I’ve written several posts recently about the restrictive licenses used by some commercial MOOC platform providers and their thorny relationship with OER, so it’s really encouraging to see more MOOC developers making a real commitment to openness. There have been other examples of MOOCs based on open content and principals ofcourse, most notably the University of London’s Coursera MOOC English Common Law: Structure and Principals, which Pat Lockley has been involved in.
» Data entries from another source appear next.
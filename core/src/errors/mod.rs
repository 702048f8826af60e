//! Flow-specific error types and error handling.

mod types;

pub use types::{ApiFailure, OtpError, RegistrationError};

/// Result alias for OTP session operations
pub type OtpResult<T> = Result<T, OtpError>;

/// Result alias for registration coordinator operations
pub type RegistrationResult<T> = Result<T, RegistrationError>;
//! Account role, determining post-registration routing and permissions.

use serde::{Deserialize, Serialize};

/// Account type selected during sign-up.
///
/// Wire values are fixed by the backend: Candidate = 4, Employer = 3. Older
/// clients sent 1 for candidates and 2 for employers; those aliases are still
/// normalized on input.
#[derive(Debug, Clone, Copy, PartialEq, Eq, Serialize, Deserialize)]
pub enum UserRole {
    Candidate,
    Employer,
}

impl UserRole {
    /// The role id sent to and received from the backend.
    pub fn role_id(&self) -> i32 {
        match self {
            UserRole::Candidate => 4,
            UserRole::Employer => 3,
        }
    }

    /// Parse a backend role id, normalizing the legacy aliases 1 -> 4 and
    /// 2 -> 3. Returns `None` for unknown ids.
    pub fn from_role_id(role_id: i32) -> Option<Self> {
        match role_id {
            4 | 1 => Some(UserRole::Candidate),
            3 | 2 => Some(UserRole::Employer),
            _ => None,
        }
    }
}
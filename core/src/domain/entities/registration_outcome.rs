//! Result of account creation following a verified OTP.

use serde::{Deserialize, Serialize};

use crate::domain::value_objects::UserRole;

/// Outcome of the account-creation call.
///
/// Created exactly once per attempt, right after a verified challenge
/// triggers account creation; consumed by the redirect step and never
/// mutated afterward. A backend rejection is an outcome too, not an error:
/// the user stays in a recoverable state with the message displayed inline.
#[derive(Debug, Clone, PartialEq, Eq, Serialize, Deserialize)]
pub struct RegistrationOutcome {
    /// Id of the created user, when the backend returned one
    pub created_user_id: Option<i64>,

    /// Role the backend recorded for the new account
    pub created_role_id: Option<UserRole>,

    /// Whether the account was created
    pub succeeded: bool,

    /// Message to display when the attempt failed
    pub error_message: Option<String>,
}

impl RegistrationOutcome {
    /// Successful creation.
    pub fn success(created_user_id: Option<i64>, created_role_id: Option<UserRole>) -> Self {
        Self {
            created_user_id,
            created_role_id,
            succeeded: true,
            error_message: None,
        }
    }

    /// Failed creation with a display message.
    pub fn failure(message: impl Into<String>) -> Self {
        Self {
            created_user_id: None,
            created_role_id: None,
            succeeded: false,
            error_message: Some(message.into()),
        }
    }
}
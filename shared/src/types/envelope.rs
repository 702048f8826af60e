//! REST response envelope and backend error envelope.
//!
//! Every backend endpoint answers with a `{statusCode, message, data}`
//! envelope. Failures come back in a handful of historical shapes (per-field
//! error maps, top-level `message`, top-level `title`, nested
//! `data.message`), so rejections are decoded exactly once into
//! [`BackendErrorEnvelope`] at the transport boundary and the human-readable
//! message is extracted through a single ordered rule set.

use serde::{Deserialize, Serialize};
use std::collections::BTreeMap;

/// Fallback shown when a failure carries no usable message at all.
pub const GENERIC_FAILURE_MESSAGE: &str = "Something went wrong. Please try again.";

/// Standard success envelope returned by the JobLink backend.
#[derive(Debug, Clone, Serialize, Deserialize)]
#[serde(rename_all = "camelCase")]
pub struct ApiEnvelope<T> {
    /// Application-level status code (usually mirrors the HTTP status)
    pub status_code: u16,

    /// Human-readable message
    #[serde(default)]
    pub message: Option<String>,

    /// Response payload (present on success)
    #[serde(default = "Option::default")]
    pub data: Option<T>,
}

impl<T> ApiEnvelope<T> {
    /// Whether the envelope itself reports success.
    pub fn is_ok(&self) -> bool {
        self.status_code == 200
    }
}

/// Nested `data` object observed on some error responses.
#[derive(Debug, Clone, Default, Serialize, Deserialize)]
#[serde(rename_all = "camelCase")]
pub struct ErrorData {
    #[serde(default)]
    pub message: Option<String>,
}

/// Typed decode of every backend rejection shape.
///
/// The backend is inconsistent about where it puts the interesting text, so
/// all candidate locations are optional and [`BackendErrorEnvelope::message`]
/// resolves them in a fixed order.
#[derive(Debug, Clone, Default, Serialize, Deserialize)]
#[serde(rename_all = "camelCase")]
pub struct BackendErrorEnvelope {
    /// Application-level status code, when present
    #[serde(default)]
    pub status_code: Option<u16>,

    /// Top-level message
    #[serde(default)]
    pub message: Option<String>,

    /// Top-level title (ASP.NET-style problem responses)
    #[serde(default)]
    pub title: Option<String>,

    /// Per-field validation messages. A `BTreeMap` keeps "first field"
    /// deterministic.
    #[serde(default)]
    pub errors: Option<BTreeMap<String, Vec<String>>>,

    /// Nested data object that sometimes carries the message instead
    #[serde(default)]
    pub data: Option<ErrorData>,
}

impl BackendErrorEnvelope {
    /// Extract the most specific message this envelope carries.
    ///
    /// Rules, in order:
    /// 1. per-field error map, preferring the OTP-code field, else the first
    ///    field with a message;
    /// 2. top-level `message`;
    /// 3. top-level `title`;
    /// 4. nested `data.message`.
    ///
    /// Returns `None` when no rule matches; the caller falls back to the raw
    /// body text or [`GENERIC_FAILURE_MESSAGE`].
    pub fn message(&self) -> Option<String> {
        if let Some(errors) = &self.errors {
            if let Some(msg) = Self::field_message(errors) {
                return Some(msg);
            }
        }
        if let Some(message) = non_empty(&self.message) {
            return Some(message);
        }
        if let Some(title) = non_empty(&self.title) {
            return Some(title);
        }
        self.data.as_ref().and_then(|d| non_empty(&d.message))
    }

    fn field_message(errors: &BTreeMap<String, Vec<String>>) -> Option<String> {
        // Prefer the OTP-code field regardless of the backend's casing.
        let otp_field = errors
            .iter()
            .find(|(field, _)| field.eq_ignore_ascii_case("otpcode") || field.eq_ignore_ascii_case("otp_code"));

        let preferred = otp_field.or_else(|| errors.iter().next());
        preferred
            .and_then(|(_, messages)| messages.iter().find(|m| !m.trim().is_empty()))
            .cloned()
    }
}

/// Resolve a failure message from an optional decoded envelope and the raw
/// body text, ending with the generic fallback.
pub fn failure_message(envelope: Option<&BackendErrorEnvelope>, raw: Option<&str>) -> String {
    if let Some(msg) = envelope.and_then(BackendErrorEnvelope::message) {
        return msg;
    }
    if let Some(raw) = raw {
        let trimmed = raw.trim();
        if !trimmed.is_empty() {
            return trimmed.to_string();
        }
    }
    GENERIC_FAILURE_MESSAGE.to_string()
}

fn non_empty(value: &Option<String>) -> Option<String> {
    value
        .as_deref()
        .map(str::trim)
        .filter(|s| !s.is_empty())
        .map(str::to_string)
}
//! Environment-driven configuration for the HTTP layer.

use crate::error::ClientError;

/// Configuration for the REST backend connection
#[derive(Debug, Clone)]
pub struct ClientConfig {
    /// Base URL of the JobLink REST backend
    pub base_url: String,

    /// Timeout for API requests in seconds
    pub request_timeout_secs: u64,
}

impl ClientConfig {
    /// Create configuration from environment variables.
    ///
    /// Reads `JOBLINK_API_BASE_URL` (required) and
    /// `JOBLINK_REQUEST_TIMEOUT_SECS` (default 30). A `.env` file is loaded
    /// first when present.
    pub fn from_env() -> Result<Self, ClientError> {
        dotenvy::dotenv().ok();

        let settings = config::Config::builder()
            .set_default("request_timeout_secs", 30i64)?
            .add_source(config::Environment::with_prefix("JOBLINK"))
            .build()?;

        let base_url = settings.get_string("api_base_url")?;
        validate_base_url(&base_url)?;

        Ok(Self {
            base_url,
            request_timeout_secs: validate_timeout(settings.get_int("request_timeout_secs")?)?,
        })
    }

    /// Configuration pointing at an explicit base URL, for tests and tools.
    pub fn with_base_url(base_url: impl Into<String>) -> Self {
        Self {
            base_url: base_url.into(),
            request_timeout_secs: 30,
        }
    }
}

fn validate_base_url(base_url: &str) -> Result<(), ClientError> {
    if base_url.starts_with("http://") || base_url.starts_with("https://") {
        Ok(())
    } else {
        Err(ClientError::InvalidBaseUrl(base_url.to_string()))
    }
}

fn validate_timeout(seconds: i64) -> Result<u64, ClientError> {
    u64::try_from(seconds)
        .ok()
        .filter(|&s| s > 0)
        .ok_or(ClientError::InvalidTimeout(seconds))
}
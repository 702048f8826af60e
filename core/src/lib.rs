//! # JobLink Core
//!
//! Core domain and flow services for the JobLink registration front end.
//! This crate contains the domain entities, the OTP verification session and
//! registration coordinator services, the transport trait seams, and the
//! error types that form the foundation of the sign-up flow.

pub mod domain;
pub mod errors;
pub mod services;

// Re-export commonly used types for convenience
pub use domain::*;
pub use errors::*;
pub use services::*;
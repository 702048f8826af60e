//! Tests for the registration coordinator.

pub mod mocks;

mod flow_tests;
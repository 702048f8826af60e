//! Registration coordinator implementation.

use std::collections::BTreeMap;
use std::sync::atomic::{AtomicBool, Ordering};
use std::sync::{Arc, Mutex};
use std::time::Duration;

use once_cell::sync::Lazy;
use regex::Regex;
use tokio::task::JoinHandle;

use jl_shared::types::envelope::GENERIC_FAILURE_MESSAGE;
use jl_shared::utils::validation::{validators, ValidationErrors};

use crate::domain::entities::{FrozenDraft, OtpChallenge, RegistrationDraft, RegistrationOutcome};
use crate::domain::value_objects::UserRole;
use crate::errors::{RegistrationError, RegistrationResult};
use crate::services::verification::{OtpTransport, OtpVerificationSession};

use super::config::RegistrationConfig;
use super::traits::{
    Destination, Navigator, RegisterRequest, RegisterResponse, RegistrationTransport,
};

/// Compatibility shim for the backend's inconsistent status codes: a message
/// matching this pattern counts as success even when the codes disagree.
static SUCCESS_PATTERN: Lazy<Regex> =
    Lazy::new(|| Regex::new(r"(?i)success|成功").expect("success pattern is valid"));

/// Coordinator driving the end-to-end sign-up sequence.
///
/// Owns the draft lifecycle (validate, freeze on dispatch), the single
/// account-creation attempt per verified code, and the delayed post-success
/// redirect. The redirect is a scheduled task owned here: it is cancelled
/// deterministically when the flow closes, never left running on its own.
pub struct RegistrationCoordinator<R: RegistrationTransport, N: Navigator + 'static> {
    /// Transport to the account-creation backend
    transport: Arc<R>,
    /// Navigation service receiving the post-registration redirect
    navigator: Arc<N>,
    /// Service configuration
    config: RegistrationConfig,
    /// Pending redirect task, if one is scheduled
    redirect_task: Mutex<Option<JoinHandle<()>>>,
    /// Cleared on teardown; late responses are discarded once false
    alive: Arc<AtomicBool>,
    /// Set after the first account-creation attempt, closing the code-entry
    /// step so the same OTP cannot be resubmitted
    attempted: AtomicBool,
}

impl<R: RegistrationTransport, N: Navigator + 'static> RegistrationCoordinator<R, N> {
    /// Create a new coordinator.
    pub fn new(transport: Arc<R>, navigator: Arc<N>, config: RegistrationConfig) -> Self {
        Self {
            transport,
            navigator,
            config,
            redirect_task: Mutex::new(None),
            alive: Arc::new(AtomicBool::new(true)),
            attempted: AtomicBool::new(false),
        }
    }

    /// Validate a draft. Pure and synchronous.
    ///
    /// Returns the full field -> messages map rather than the first failure,
    /// so the form can highlight every invalid field simultaneously.
    pub fn validate(
        &self,
        draft: &RegistrationDraft,
    ) -> Result<(), BTreeMap<String, Vec<String>>> {
        let mut errors = ValidationErrors::new();

        let email = draft.email.trim();
        if email.is_empty() {
            errors.add("email", "Email is required");
        } else if !validators::is_valid_email(email) {
            errors.add("email", "Please enter a valid email address");
        }

        if draft.password.is_empty() {
            errors.add("password", "Password is required");
        } else if draft.password.chars().count() < self.config.min_password_chars {
            errors.add(
                "password",
                format!(
                    "Password must be at least {} characters",
                    self.config.min_password_chars
                ),
            );
        }

        if draft.confirm_password.is_empty() {
            errors.add("confirmPassword", "Please confirm your password");
        } else if draft.confirm_password != draft.password {
            errors.add("confirmPassword", "Passwords do not match");
        }

        if !validators::not_empty(&draft.phone_number) {
            errors.add("phoneNumber", "Phone number is required");
        } else if !validators::min_length(&draft.phone_number, self.config.min_phone_chars) {
            errors.add(
                "phoneNumber",
                format!(
                    "Phone number must be at least {} characters",
                    self.config.min_phone_chars
                ),
            );
        }

        if !draft.agreed_to_terms {
            errors.add("agreedToTerms", "You must agree to the terms of service");
        }

        if errors.is_empty() {
            Ok(())
        } else {
            Err(errors.into_field_map())
        }
    }

    /// Submit a draft: validate it, then trigger OTP dispatch.
    ///
    /// `session` must target the draft's email address; a mismatch is
    /// rejected before any dispatch. On dispatch success the draft is frozen
    /// and returned; the caller presents the code-entry step. On failure the
    /// mutable draft is untouched and the user may fix it and retry.
    pub async fn submit<T: OtpTransport>(
        &self,
        draft: &RegistrationDraft,
        session: &OtpVerificationSession<T>,
    ) -> RegistrationResult<FrozenDraft> {
        if !self.alive.load(Ordering::SeqCst) {
            return Err(RegistrationError::FlowClosed);
        }

        self.validate(draft)
            .map_err(|fields| RegistrationError::Invalid { fields })?;

        if session.challenge().target_email() != draft.email.trim() {
            return Err(RegistrationError::SessionMismatch);
        }

        session.request_code().await?;

        tracing::info!(
            email = draft.email.trim(),
            role_id = draft.role.role_id(),
            event = "registration_submitted",
            "Draft validated and verification code dispatched"
        );
        Ok(draft.freeze())
    }

    /// Complete registration after a verified challenge.
    ///
    /// One attempt per verified code: whatever the result, the code-entry
    /// step is closed afterwards. A backend rejection is returned as a
    /// failed [`RegistrationOutcome`], keeping the user in a recoverable
    /// state; `Err` is reserved for precondition and lifecycle violations.
    pub async fn complete_registration(
        &self,
        draft: &FrozenDraft,
        challenge: &OtpChallenge,
    ) -> RegistrationResult<RegistrationOutcome> {
        if !self.alive.load(Ordering::SeqCst) {
            return Err(RegistrationError::FlowClosed);
        }
        if self.attempted.load(Ordering::SeqCst) {
            return Err(RegistrationError::AlreadyAttempted);
        }
        if !challenge.is_verified() {
            return Err(RegistrationError::ChallengeNotVerified);
        }

        let request = RegisterRequest {
            email: draft.email().to_string(),
            phone_number: draft.phone_number().to_string(),
            password: draft.password().to_string(),
            role: draft.role(),
        };

        let result = self.transport.register(&request).await;

        if !self.alive.load(Ordering::SeqCst) {
            return Err(RegistrationError::FlowClosed);
        }
        self.attempted.store(true, Ordering::SeqCst);

        match result {
            Ok(response) if Self::is_success_response(&response) => {
                Ok(self.accept_registration(draft, &response))
            }
            Ok(response) => {
                let message = response
                    .message
                    .as_deref()
                    .map(str::trim)
                    .filter(|m| !m.is_empty())
                    .unwrap_or(GENERIC_FAILURE_MESSAGE)
                    .to_string();
                tracing::warn!(
                    email = draft.email(),
                    status_code = response.status_code,
                    error = %message,
                    event = "registration_rejected",
                    "Account creation rejected by the backend"
                );
                Ok(RegistrationOutcome::failure(message))
            }
            Err(failure) => {
                // The shim applies here too: some rejections carry a success
                // message under an ambiguous status code.
                let message = failure.message();
                if SUCCESS_PATTERN.is_match(&message) {
                    let response = RegisterResponse {
                        message: Some(message),
                        ..RegisterResponse::default()
                    };
                    return Ok(self.accept_registration(draft, &response));
                }
                tracing::warn!(
                    email = draft.email(),
                    error = %message,
                    event = "registration_failed",
                    "Account creation request failed"
                );
                Ok(RegistrationOutcome::failure(message))
            }
        }
    }

    /// Tear the flow down, cancelling any scheduled redirect.
    pub fn close(&self) {
        self.alive.store(false, Ordering::SeqCst);
        if let Some(task) = self
            .redirect_task
            .lock()
            .expect("redirect lock poisoned")
            .take()
        {
            task.abort();
        }
        tracing::debug!(event = "registration_flow_closed", "Registration flow closed");
    }

    /// Whether an account-creation attempt has been made.
    pub fn attempt_made(&self) -> bool {
        self.attempted.load(Ordering::SeqCst)
    }

    /// Success per the backend's observed behavior: HTTP 200/201, envelope
    /// statusCode 200/201, or a success-pattern message under an ambiguous
    /// status.
    fn is_success_response(response: &RegisterResponse) -> bool {
        matches!(response.http_status, 200 | 201)
            || matches!(response.status_code, 200 | 201)
            || response
                .message
                .as_deref()
                .is_some_and(|m| SUCCESS_PATTERN.is_match(m))
    }

    fn accept_registration(
        &self,
        draft: &FrozenDraft,
        response: &RegisterResponse,
    ) -> RegistrationOutcome {
        let account = response.account.clone().unwrap_or_default();
        let created_role = account.role_id.and_then(UserRole::from_role_id);
        let outcome = RegistrationOutcome::success(account.user_id, created_role);

        tracing::info!(
            email = draft.email(),
            user_id = ?outcome.created_user_id,
            event = "registration_created",
            "Account created"
        );

        // Route on the role the backend recorded; fall back to the drafted
        // role when the response carried none.
        match account.role_id {
            Some(wire) => match UserRole::from_role_id(wire) {
                Some(role) => self.schedule_redirect(role),
                None => {
                    tracing::error!(
                        role_id = wire,
                        event = "unroutable_role",
                        "Backend returned a role with no destination; skipping redirect"
                    );
                }
            },
            None => self.schedule_redirect(draft.role()),
        }

        outcome
    }

    /// Schedule the delayed post-registration redirect.
    fn schedule_redirect(&self, role: UserRole) {
        let destination = match role {
            UserRole::Employer => Destination::EmployerProfileSetup,
            UserRole::Candidate => Destination::EmployeeProfileSetup,
        };
        let navigator = Arc::clone(&self.navigator);
        let alive = Arc::clone(&self.alive);
        // Anchor the delay at scheduling time, not at the task's first poll.
        let delay = tokio::time::sleep(Duration::from_millis(self.config.redirect_delay_ms));

        let mut slot = self.redirect_task.lock().expect("redirect lock poisoned");
        if let Some(previous) = slot.take() {
            previous.abort();
        }
        *slot = Some(tokio::spawn(async move {
            delay.await;
            if alive.load(Ordering::SeqCst) {
                tracing::info!(
                    destination = ?destination,
                    event = "post_registration_redirect",
                    "Redirecting to profile setup"
                );
                navigator.navigate(destination);
            }
        }));
    }
}

impl<R: RegistrationTransport, N: Navigator + 'static> Drop for RegistrationCoordinator<R, N> {
    fn drop(&mut self) {
        self.close();
    }
}
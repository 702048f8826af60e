//! Transport and navigation seams for the registration coordinator.

use async_trait::async_trait;

use crate::domain::value_objects::UserRole;
use crate::errors::ApiFailure;

/// Account-creation request assembled from a frozen draft.
#[derive(Debug, Clone, PartialEq, Eq)]
pub struct RegisterRequest {
    pub email: String,
    pub phone_number: String,
    pub password: String,
    pub role: UserRole,
}

/// Payload of a created account, as reported by the backend.
#[derive(Debug, Clone, Default, PartialEq, Eq)]
pub struct RegisteredAccount {
    pub user_id: Option<i64>,
    pub role_id: Option<i32>,
}

/// A decoded `/register` response.
///
/// The backend is inconsistent about status codes on this endpoint, so the
/// transport reports everything it saw (HTTP status, envelope statusCode,
/// message, payload) and the coordinator decides what counts as success.
#[derive(Debug, Clone, Default)]
pub struct RegisterResponse {
    pub http_status: u16,
    pub status_code: u16,
    pub message: Option<String>,
    pub account: Option<RegisteredAccount>,
}

/// Trait for the account-creation backend integration.
#[async_trait]
pub trait RegistrationTransport: Send + Sync {
    /// Issue the account-creation request.
    ///
    /// `Ok` means a decodable response arrived, whatever its status codes
    /// say; `Err` means the request failed at the transport level or the
    /// body was not decodable.
    async fn register(&self, request: &RegisterRequest) -> Result<RegisterResponse, ApiFailure>;
}

/// Post-registration destinations.
#[derive(Debug, Clone, Copy, PartialEq, Eq)]
pub enum Destination {
    /// Candidate onboarding screen
    EmployeeProfileSetup,
    /// Employer onboarding screen
    EmployerProfileSetup,
}

/// Trait for the navigation service consuming redirects.
pub trait Navigator: Send + Sync {
    fn navigate(&self, destination: Destination);
}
Other courses highlighted by list members include the University of Southampton’s Web Science: How the web is changing the world, which plans to share all it’s resources through EdShare, and Delft University of Technology’s courses on edEx which carry a CC-BY-SA-NC licence.
Andy’s announcement also sparked an interesting discussion about the Terms and Conditions adopted by FutureLearn and other MOOC platform providers and whether they supported or discouraged the use of open education resources and open education practice. The overwhelming response from list members whose institutions have signed partnership agreements with FutureLearn is that they have been very supportive of partners who want to develop courses based on OERs and that they are keen to offer more courses using open licences, which is very good news indeed!
For the record, FutureLearn’s Terms and Conditions state:
“Certain Partner Institutions may, at their own discretion, make available certain Online Content and Courses under a Creative Commons licence (non-Commercial). Should Partner Institutions choose to do this, it will be clearly identified on the appropriate Online Content and Courses page of the Website and we acknowledge that the Creative Commons licence will override certain of these terms and conditions as appropriate. A full copy of the relevant Creative Commons licence will be available from a link at that point.”
So any decision to use or develop openly licensed content or courses lies with the partner institutions, rather than FutureLearn itself.
There was also some discussion about the Non Commercial clause; Steve Stapleton explained that the Nottingham team contacted the rights holders of all third party content they planned to use in their MOOC and, of all those that responded, none objected to their content being used. Pat Lockley added that the University of London had also contacted third party rights holders and that only one had refused permission for their content to be used in the Common Law MOOC.
You can follow the full thread of this discussion which includes some fascinating points about FutureLearn and Coursera’s terms and conditions (honestly, it’s much more interesting than it sounds!) and their increasingly positive approach to open education courses and content. That has to be a good way to start the year doesn’t it?!